### Requirement
Every line below from the one containing "table (default: public)" through the one containing "new random id)" must be transcribed exactly. Omit all lines outside that stretch.

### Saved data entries
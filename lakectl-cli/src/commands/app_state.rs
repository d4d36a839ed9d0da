//! Session state round trip: ensure the table, upsert a value, read it back

use anyhow::{Context, Result};
use clap::Parser;
use lakectl_core::{AppStateRepo, LakectlConfig, QualifiedTable};
use uuid::Uuid;

use super::{connect_pool, ConnectionArgs};
use crate::output::{print_result, OutputFormat};

#[derive(Parser, Debug)]
pub struct AppStateArgs {
    #[command(flatten)]
    pub connection: ConnectionArgs,

    /// Schema holding the state table (default: public)
    #[arg(long)]
    pub schema: Option<String>,

    /// State table name (default: app_state)
    #[arg(long)]
    pub table: Option<String>,

    /// Session to write under (default: a new random id)
    #[arg(long)]
    pub session_id: Option<String>,

    /// Key to set
    #[arg(long, default_value = "feedback_message")]
    pub key: String,

    /// Value to store
    #[arg(long, default_value = "true")]
    pub value: String,
}

pub async fn run_app_state(args: AppStateArgs, format: OutputFormat) -> Result<()> {
    let config = LakectlConfig::load();
    let schema = args.schema.unwrap_or_else(|| config.defaults.schema.clone());
    let table_name = args.table.unwrap_or_else(|| config.defaults.table.clone());
    let table = QualifiedTable::new(&schema, &table_name)?;
    let session_id = args
        .session_id
        .unwrap_or_else(|| Uuid::new_v4().to_string());

    let pool = connect_pool(&config, &args.connection).await?;
    let repo = AppStateRepo::new(&pool, table);

    repo.upsert(&session_id, &args.key, &args.value)
        .await
        .with_context(|| format!("Failed to write state to {}", repo.table()))?;
    let result = repo
        .for_session(&session_id)
        .await
        .with_context(|| format!("Failed to read state from {}", repo.table()))?;

    print_result(&result, format)?;
    pool.close();
    Ok(())
}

### Exercise solution
    /// Schema holding the state table (default: public)
    #[arg(long)]
    pub schema: Option<String>,

    /// State table name (default: app_state)
    #[arg(long)]
    pub table: Option<String>,

    /// Session to write under (default: a new random id)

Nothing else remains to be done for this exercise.